Ms Hornery said the government's plan would create severe congestion and angry motorists for the sake of developers who claim they cannot redevelop the precinct with the rail line in place.
She said the impact on popular restaurant strip Beaumont Street would be diabolical.
If the government had conducted a comprehensive traffic study of the impact on Stewart Avenue, Station Street, Railway Street and Beaumont Street it would show motorists would be gridlocked and Beaumont Street would not cope with the added pressure, Ms Hornery said.
"It is not a solution to add more time to motorists' journeys and put more vehicles on the road because rail is no longer an easy transport option - it will clog the city and it is unacceptable," she said.
"The government's proposal shows they don't care about the gridlock they create - especially on Beaumont Street - it's already very difficult to find a park as it is.

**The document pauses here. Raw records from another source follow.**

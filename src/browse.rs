//! # Browse Protocol
//!
//! Talks to the paginated gallery at simpledesktops.com.
//!
//! ## Page Layout
//! Browse pages live at:
//! ```text
//! http://simpledesktops.com/browse/<page>/
//! ```
//! The response body is plain HTML; every wallpaper on the page appears as
//! an `img` tag whose `src` attribute is a preview-resolution URL. There is
//! no API and no authentication.
//!
//! ## Failure Policy
//! A page that 404s, times out, or fails to parse simply "has no images".
//! Nothing in this module surfaces an error for that: probing past the end
//! of the gallery is how discovery finds the end, and a flaky page must not
//! abort a caller's retry loop.

use std::sync::atomic::{AtomicBool, Ordering};
use std::sync::Arc;
use std::time::Duration;

use async_trait::async_trait;
use scraper::{Html, Selector};
use tokio::task::JoinHandle;
use tracing::{debug, info, warn};

use crate::config::SharedConfig;
use crate::error::Result;

/// Base URL of the browse listing.
const BROWSE_URL: &str = "http://simpledesktops.com/browse";

/// HTTP request timeout in seconds.
const REQUEST_TIMEOUT_SECS: u64 = 30;

/// Creates the HTTP client used for pages and transfers.
pub(crate) fn create_client() -> Result<reqwest::Client> {
    Ok(reqwest::Client::builder()
        .timeout(Duration::from_secs(REQUEST_TIMEOUT_SECS))
        .build()?)
}

/// Port for fetching browse-page markup.
///
/// The HTTP implementation is [`HttpPageClient`]; tests substitute an
/// in-memory one.
#[async_trait]
pub trait PageClient: Send + Sync {
    /// Fetches the HTML body of the given browse page.
    async fn page_html(&self, page: u32) -> Result<String>;
}

/// [`PageClient`] backed by reqwest.
pub struct HttpPageClient {
    client: reqwest::Client,
}

impl HttpPageClient {
    pub fn new() -> Result<Self> {
        Ok(Self {
            client: create_client()?,
        })
    }
}

#[async_trait]
impl PageClient for HttpPageClient {
    async fn page_html(&self, page: u32) -> Result<String> {
        let url = format!("{BROWSE_URL}/{page}/");
        let response = self.client.get(&url).send().await?.error_for_status()?;
        Ok(response.text().await?)
    }
}

/// Extracts every `img src` attribute from a page, in document order.
///
/// Malformed markup yields whatever the parser could salvage (usually an
/// empty list), never an error.
pub fn extract_image_links(html: &str) -> Vec<String> {
    let selector = Selector::parse("img").expect("valid img selector");

    let document = Html::parse_document(html);
    document
        .select(&selector)
        .filter_map(|tag| tag.value().attr("src"))
        .map(str::to_string)
        .collect()
}

/// Returns true if the page contains at least one image.
///
/// Network and parse failures count as unavailable.
pub async fn is_page_available(pages: &dyn PageClient, page: u32) -> bool {
    match pages.page_html(page).await {
        Ok(html) => !extract_image_links(&html).is_empty(),
        Err(e) => {
            debug!(page, error = %e, "probe treated as unavailable");
            false
        }
    }
}

/// Extends the known max page by probing forward from `max_page + 1`.
///
/// The scan is linear: each available page raises the shared config (so a
/// concurrent refresh immediately benefits), and the first unavailable page
/// ends the pass. The gallery's page sequence is dense, so an unavailable
/// page means "past the end", so there is no retry. Returns whether the
/// range grew.
pub async fn extend_max_page(pages: &dyn PageClient, config: &SharedConfig) -> bool {
    let start = config.read().expect("config lock poisoned").max_page;
    let mut page = start;

    while is_page_available(pages, page + 1).await {
        page += 1;
        config
            .write()
            .expect("config lock poisoned")
            .raise_max_page(page);
    }

    if page > start {
        info!(from = start, to = page, "extended known browse range");
    }
    page > start
}

/// Runs [`extend_max_page`] in the background, at most one pass at a time,
/// persisting the config once when the pass grew the range.
///
/// Returns `None` without spawning when a pass is already in flight. The
/// caller is never blocked; the guard is cleared when the pass finishes.
pub fn spawn_discovery(
    pages: Arc<dyn PageClient>,
    config: SharedConfig,
    running: Arc<AtomicBool>,
) -> Option<JoinHandle<()>> {
    if running.swap(true, Ordering::SeqCst) {
        debug!("discovery already in flight");
        return None;
    }

    Some(tokio::spawn(async move {
        if extend_max_page(pages.as_ref(), &config).await {
            let snapshot = config.read().expect("config lock poisoned").clone();
            if let Err(e) = snapshot.save() {
                warn!(error = %e, "could not persist extended browse range");
            }
        }
        running.store(false, Ordering::SeqCst);
    }))
}

#[cfg(test)]
mod tests {
    use super::*;
    use crate::config::Config;
    use std::collections::HashSet;
    use std::sync::RwLock;

    /// In-memory page client: listed pages serve one image each, everything
    /// else fails the way a dead connection would.
    struct FakePages {
        available: HashSet<u32>,
    }

    impl FakePages {
        fn new(available: impl IntoIterator<Item = u32>) -> Self {
            Self {
                available: available.into_iter().collect(),
            }
        }
    }

    /// A real `reqwest::Error` without any network: an unparseable URL
    /// fails at send time.
    async fn network_error() -> crate::error::Error {
        reqwest::Client::new()
            .get("no-base-url")
            .send()
            .await
            .expect_err("relative url cannot be sent")
            .into()
    }

    #[async_trait]
    impl PageClient for FakePages {
        async fn page_html(&self, page: u32) -> Result<String> {
            if self.available.contains(&page) {
                Ok(format!(
                    "<html><body><img src=\"http://cdn/desktops/p{page}.png.295x184_q100.png\"/></body></html>"
                ))
            } else {
                Err(network_error().await)
            }
        }
    }

    fn shared_config(max_page: u32) -> SharedConfig {
        let config = Config {
            max_page,
            ..Config::default()
        };
        Arc::new(RwLock::new(config))
    }

    #[test]
    fn extracts_sources_in_document_order() {
        let html = r#"
            <html><body>
              <img src="http://cdn/a.png"/>
              <div><img src="http://cdn/b.png"></div>
              <img alt="no source">
              <img src="http://cdn/c.png"/>
            </body></html>
        "#;

        let links = extract_image_links(html);
        assert_eq!(links, ["http://cdn/a.png", "http://cdn/b.png", "http://cdn/c.png"]);
    }

    #[test]
    fn malformed_markup_yields_nothing() {
        assert!(extract_image_links("").is_empty());
        assert!(extract_image_links("<<<%%% not markup >>>").is_empty());
        assert!(extract_image_links("<html><p>no images</p></html>").is_empty());
    }

    #[tokio::test]
    async fn probe_reports_availability() {
        let pages = FakePages::new([3]);
        assert!(is_page_available(&pages, 3).await);
        assert!(!is_page_available(&pages, 4).await);
    }

    #[tokio::test]
    async fn discovery_stops_at_first_unavailable_page() {
        let pages = FakePages::new([5, 6, 7, 9]);
        let config = shared_config(4);

        assert!(extend_max_page(&pages, &config).await);

        // Page 8 ends the scan; page 9 is never reached.
        assert_eq!(config.read().unwrap().max_page, 7);
    }

    #[tokio::test]
    async fn failures_never_lower_max_page() {
        let pages = FakePages::new([]);
        let config = shared_config(12);

        assert!(!extend_max_page(&pages, &config).await);

        assert_eq!(config.read().unwrap().max_page, 12);
    }

    #[tokio::test]
    async fn only_one_discovery_pass_in_flight() {
        let pages: Arc<dyn PageClient> = Arc::new(FakePages::new([]));
        let config = shared_config(1);
        let running = Arc::new(AtomicBool::new(false));

        running.store(true, Ordering::SeqCst);
        assert!(spawn_discovery(pages.clone(), config.clone(), running.clone()).is_none());

        running.store(false, Ordering::SeqCst);
        let handle = spawn_discovery(pages, config, running.clone()).expect("should spawn");
        handle.await.unwrap();
        assert!(!running.load(Ordering::SeqCst));
    }
}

"Gridlock is not going to help businesses in Beaumont Street, and closing the street because of the increased danger of the rail crossing is not going to help them either - it will destroy the street."
Ms Hornery said cutting the line went against every transport study that had been conducted worldwide and it was common knowledge that rail was the biggest people mover.
"Developers have incorporated the rail line into shopping centres and hotels in other parts of the world and we need to be looking at what other countries have done and adopting their ideas."
She questioned Landcom's briefing with Newcastle City Council on Tuesday night, saying other groups with an interest in the line also deserved to be included.
"The whole community wants to have a say on the needs of our public transport system and they should be able to have that," she said.
"Newcastle MP Tim Owen and Landcom have taken ownership over this and are acting as though they are entitled to make the decisions.
"The decision for the past 40 years has been that the rail line is the most effective and most environmentally friendly method of transport."